I have used Muratic acid for rust removal, and that stuff is Nuclear. So I don't have much patience for waiting for something to happen. It worked OK, just not deep enough or fast enough for me. It did preserve the original finish rather than etch it like a stronger acid would have. So it's probably just fine.


----------



## Paul W Gillespie (Jul 7, 2011)

Nice find. I am waiting for the glorious day I come across a No7 or No8 at a flea market for a good price. At this point in my woodworking career I am not even that into using hand planes, I think I enjoy the hunt and the wheeling and dealing more.

How long did you leave them in the Evapo-Rust? The one with no name looks like a Stanley Bailey Type 5 1885-1888. Is there anything on the lateral lever? Like Stanley with two patent dates?


----------



## woodnthings (Jan 24, 2009)

Paul W Gillespie said:


> Nice find. I am waiting for the glorious day I come across a No7 or No8 at a flea market for a good price. At this point in my woodworking career I am not even that into using hand planes, I think I enjoy the hunt and the wheeling and dealing more.
> 
> How long did you leave them in the Evapo-Rust? The one with no name looks like a Stanley Bailey Type 5 1885-1888. Is there anything on the lateral lever? Like Stanley with two patent dates?



I left the small parts in overnight Paul. Nothing radical like I was expecting happened., but OK, I guess.
There is nothing else on the body or other parts that I can find. :blink:

BTW as a photog you might appreciate the close up using a magnifying glass since my camera won't do macro or is it micro...I can never keep that straight.


----------



## firemedic (Dec 26, 2010)

Sometime around or after 1875 L. Bailey started the Victory brand of planes due to a dispute with Stanley. They had already bought his original Co, patents and all from him but he somehow managed to make the Victory line of planes for a while with the same design to spite them.
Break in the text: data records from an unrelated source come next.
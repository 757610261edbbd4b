//! FILENAME: core/parser/src/printer.rs
//! PURPOSE: Renders a parsed Program as an indented tree for diagnostics.

use crate::ast::{Node, Program};
use std::fmt;

const INDENT: &str = "  ";

/// Renders one node per line, children indented two spaces under their parent.
///
/// ```text
/// Program
///   BinaryOp(+)
///     Number(2)
///     Identifier(x)
/// ```
pub fn render_tree(program: &Program) -> String {
    TreeView(program).to_string()
}

pub fn print_ast(program: &Program) {
    print!("{}", TreeView(program));
}

/// Writes the tree form of `program` into any text sink.
pub fn write_tree<W: fmt::Write>(program: &Program, out: &mut W) -> fmt::Result {
    writeln!(out, "Program")?;
    write_node(&program.expression, 1, out)
}

struct TreeView<'a>(&'a Program);

impl fmt::Display for TreeView<'_> {
    fn fmt(&self, f: &mut fmt::Formatter<'_>) -> fmt::Result {
        write_tree(self.0, f)
    }
}

fn write_node<W: fmt::Write>(node: &Node, level: usize, out: &mut W) -> fmt::Result {
    let indent = INDENT.repeat(level);
    match node {
        Node::Number(n) => writeln!(out, "{}Number({})", indent, n),
        Node::Identifier(name) => writeln!(out, "{}Identifier({})", indent, name),
        Node::UnaryOp { op, operand } => {
            writeln!(out, "{}UnaryOp({})", indent, op)?;
            write_node(operand, level + 1, out)
        }
        Node::BinaryOp { left, op, right } => {
            writeln!(out, "{}BinaryOp({})", indent, op)?;
            write_node(left, level + 1, out)?;
            write_node(right, level + 1, out)
        }
        Node::FunctionCall { function, args } => {
            writeln!(out, "{}FunctionCall({})", indent, function)?;
            for arg in args {
                write_node(arg, level + 1, out)?;
            }
            Ok(())
        }
    }
}
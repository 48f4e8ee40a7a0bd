//! Tile Render Pipeline
//!
//! Partitions a 2-D render domain into rectangular tiles, dispatches
//! each tile to a stateless worker, and folds the partial results into
//! one final image.
//!
//! # Architecture
//!
//! - **Partition**: deterministic row-major tile enumeration
//! - **Processor**: per-tile sampling through an injected [`Sampler`]
//! - **Aggregate**: order-independent merge with overlap rejection
//! - **Codec**: versioned binary payloads for cross-process transport
//! - **Runtime**: task-source / worker / committer adapters for a
//!   hosting runtime that moves opaque payloads between processes
//!
//! The ray tracer itself is an external collaborator behind the
//! [`Sampler`] trait; a small scene-file sampler ships for tests and
//! the demo CLI.
//!
//! # Usage
//!
//! ```no_run
//! use render_tiles::{run_job, Config};
//!
//! fn main() -> anyhow::Result<()> {
//!     let config = Config::from_file("config.yaml".as_ref())?;
//!     run_job(config)?;
//!     Ok(())
//! }
//! ```

pub mod aggregate;
pub mod codec;
pub mod config;
pub mod partition;
pub mod processor;
pub mod runtime;
pub mod sampler;

pub use aggregate::{Aggregator, CommitError};
pub use codec::CodecError;
pub use config::Config;
pub use partition::{PartitionCursor, PartitionDescriptor, Partitioner, TileExtent};
pub use processor::{PartialResult, PixelSample, RegionProcessor};
pub use runtime::{Committer, TaskSource, TileWorker};
pub use sampler::{Color, Sampler, SceneSampler};

use anyhow::Result;
use rayon::prelude::*;
use std::path::PathBuf;
use std::time::{Duration, Instant};

/// Statistics from a completed render job.
#[derive(Debug)]
pub struct JobStats {
    /// Number of tiles processed
    pub tiles: u64,

    /// Number of pixels committed
    pub pixels: u64,

    /// Where the artifact was written
    pub artifact: PathBuf,

    /// Wall-clock duration of the job
    pub elapsed: Duration,
}

impl std::fmt::Display for JobStats {
    fn fmt(&self, f: &mut std::fmt::Formatter<'_>) -> std::fmt::Result {
        write!(
            f,
            "Tiles: {}, Pixels: {}, Artifact: {}, Elapsed: {:.2}s",
            self.tiles,
            self.pixels,
            self.artifact.display(),
            self.elapsed.as_secs_f64()
        )
    }
}

/// Run a full render job in-process.
///
/// This is a host of the pipeline, not part of its core: it plays the
/// role a distributed runtime would, driving the same payload-level
/// endpoints. Region processing runs in parallel on the rayon pool;
/// commits are serialized, which is the mutual exclusion the
/// aggregator's contract requires.
pub fn run_job(config: Config) -> Result<JobStats> {
    config.validate()?;
    let start = Instant::now();

    tracing::info!(
        "Starting render job: domain {}x{}, tiles {}x{}",
        config.domain.width,
        config.domain.height,
        config.tiling.width,
        config.tiling.height
    );

    let mut source = TaskSource::new(&config);
    let worker = TileWorker::from_config(&config)?;
    let mut committer = Committer::new(&config);

    let total = source.total_tasks();
    let mut tasks = Vec::with_capacity(total as usize);
    while let Some(task) = source.next_task() {
        tasks.push(task);
    }

    tracing::info!("Partitioning complete: {} tiles", tasks.len());

    let results: Vec<Result<Vec<u8>>> = tasks
        .par_iter()
        .map(|task| worker.run_task(task))
        .collect();

    for result in results {
        let payload = result?;
        committer.commit_payload(&payload)?;
    }
    let tiles = committer.results_committed();
    let pixels = committer.covered_pixels();

    let artifact = committer.finish()?;
    let stats = JobStats {
        tiles,
        pixels,
        artifact,
        elapsed: start.elapsed(),
    };

    tracing::info!("Render job complete: {}", stats);
    Ok(stats)
}

/// Initialize the rayon thread pool.
pub fn init_rayon(threads: Option<usize>) -> Result<()> {
    if let Some(threads) = threads {
        rayon::ThreadPoolBuilder::new()
            .num_threads(threads)
            .build_global()?;
    }
    Ok(())
}
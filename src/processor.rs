//! Per-partition sample computation.
//!
//! A region processor consumes one partition descriptor and produces a
//! partial result covering the descriptor's clamped extent. Processors
//! hold only read-only state (the sampler and the job's domain
//! constants), so repeated `process` calls with the same descriptor are
//! bit-identical — the hosting runtime may redeliver a task and the
//! aggregator must not be able to tell.

use crate::config::Config;
use crate::partition::PartitionDescriptor;
use crate::sampler::{Color, Sampler};
use anyhow::Result;
use std::sync::Arc;

/// One computed sample, keyed by its domain coordinate.
#[derive(Debug, Clone, Copy, PartialEq)]
pub struct PixelSample {
    pub x: u32,
    pub y: u32,
    pub color: Color,
}

/// The set of samples for one partition, prior to merging.
///
/// Ownership transfers to the aggregator; it is read once and dropped.
#[derive(Debug, Clone, PartialEq, Default)]
pub struct PartialResult {
    /// Flat sequence of coordinate/sample records covering the
    /// partition's clamped extent.
    pub samples: Vec<PixelSample>,
}

impl PartialResult {
    /// Number of sample records.
    pub fn len(&self) -> usize {
        self.samples.len()
    }

    /// Whether the result carries no samples.
    pub fn is_empty(&self) -> bool {
        self.samples.is_empty()
    }
}

/// Stateless-per-task processor for partition descriptors.
pub struct RegionProcessor {
    /// Injected sampling function; read-only after construction
    sampler: Arc<dyn Sampler>,

    /// Domain constants this processor was configured for. Descriptors
    /// that disagree indicate a partitioner/processor mismatch and are
    /// rejected.
    domain_width: u32,
    domain_height: u32,
    tile_width: u32,
    tile_height: u32,
}

impl RegionProcessor {
    /// Create a processor over an already-constructed sampler.
    pub fn new(sampler: Arc<dyn Sampler>, config: &Config) -> Self {
        Self {
            sampler,
            domain_width: config.domain.width,
            domain_height: config.domain.height,
            tile_width: config.tiling.width,
            tile_height: config.tiling.height,
        }
    }

    /// Compute every sample in the descriptor's clamped extent.
    ///
    /// Coordinates outside the domain are never sampled: the extent is
    /// clamped to the domain bound, and a descriptor whose origin or
    /// constants are inconsistent with this processor's configuration
    /// is rejected outright rather than clamped into shape.
    pub fn process(&self, descriptor: &PartitionDescriptor) -> Result<PartialResult> {
        self.check_descriptor(descriptor)?;

        let extent = descriptor.extent();
        let mut samples = Vec::with_capacity(extent.pixel_count() as usize);

        for y in extent.y_start..extent.y_end {
            for x in extent.x_start..extent.x_end {
                samples.push(PixelSample {
                    x,
                    y,
                    color: self.sampler.sample(x, y),
                });
            }
        }

        tracing::debug!(
            "Processed partition ({}, {}): {} samples",
            descriptor.x,
            descriptor.y,
            samples.len()
        );

        Ok(PartialResult { samples })
    }

    fn check_descriptor(&self, descriptor: &PartitionDescriptor) -> Result<()> {
        if descriptor.domain_width != self.domain_width
            || descriptor.domain_height != self.domain_height
            || descriptor.tile_width != self.tile_width
            || descriptor.tile_height != self.tile_height
        {
            anyhow::bail!(
                "Descriptor constants {}x{} tiles {}x{} disagree with processor \
                 configuration {}x{} tiles {}x{}",
                descriptor.domain_width,
                descriptor.domain_height,
                descriptor.tile_width,
                descriptor.tile_height,
                self.domain_width,
                self.domain_height,
                self.tile_width,
                self.tile_height,
            );
        }
        if !descriptor.origin_in_bounds() {
            anyhow::bail!(
                "Partition origin ({}, {}) outside domain {}x{}",
                descriptor.x,
                descriptor.y,
                self.domain_width,
                self.domain_height
            );
        }
        Ok(())
    }
}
If it looks just like a Stanley it's because it was the same guy who made it :smile: The low knob is evidence of it being the correct period and the frog looks distinctly Stanley/Bailey. 

So in summation... I'd say it's a Bailey designed Victory. 

Nice find!


----------



## woodnthings (Jan 24, 2009)

*Thanks Tom*

I was hoping you would see this and post in and sure enough with great info. :thumbsup: I never heard of the Victory name, so that was great to know. Not bad for $30.00 :laughing: I really enjoyed bringing it back to life. 
What I didn't understand was the difference in thickness and weight in the two no. 7's. The $30.00 one is much thinner and therefore much lighter. Any thoughts on that? :blink: bill


----------



## Shop Dad (May 3, 2011)

I have a #5 that's lighter like that. In it's case I believe it is from the post WWII era when things were not made as well.


----------



## Paul W Gillespie (Jul 7, 2011)

Tom, I am a new kid on the block when it comes to this stuff, but I just got finished reading The Hand Plane Book, and I thought Leonard Baileys other plane company was Victor without the y? I just double checked and I see no mention of Victory planes in the book. I wish we could get a better read on that lateral adjuster lever or perhaps some writing on the brass depth adjuster. Here is another source on the Victor Plane Company http://www.antiquetools.co.uk/articles/stanley2.htm about midway down the page. Like I said I am new and not anywhere near an expert and most definitely could be wrong. Woodnthings if you could hit the lever with a side light source and the magnifying glass maybe you could see the stamp. Either way it is a great find and nice restore.


----------



## Paul W Gillespie (Jul 7, 2011)

I also think it is a Type 5 from looking at the Type Study on the Rexmill site. It has the low knob with the beaded bottom and the frog looks similar. Again said with a grain of salt. It is just I have been slightly obsessed by with the search for and typing of hand planes lately. Perhaps Joe will settle it for us.


----------



## firemedic (Dec 26, 2010)

The Bailey branded plane you have is much later than the victory. If you found a Bailey of the same vintage as the Victory it too would be thinner/lighter.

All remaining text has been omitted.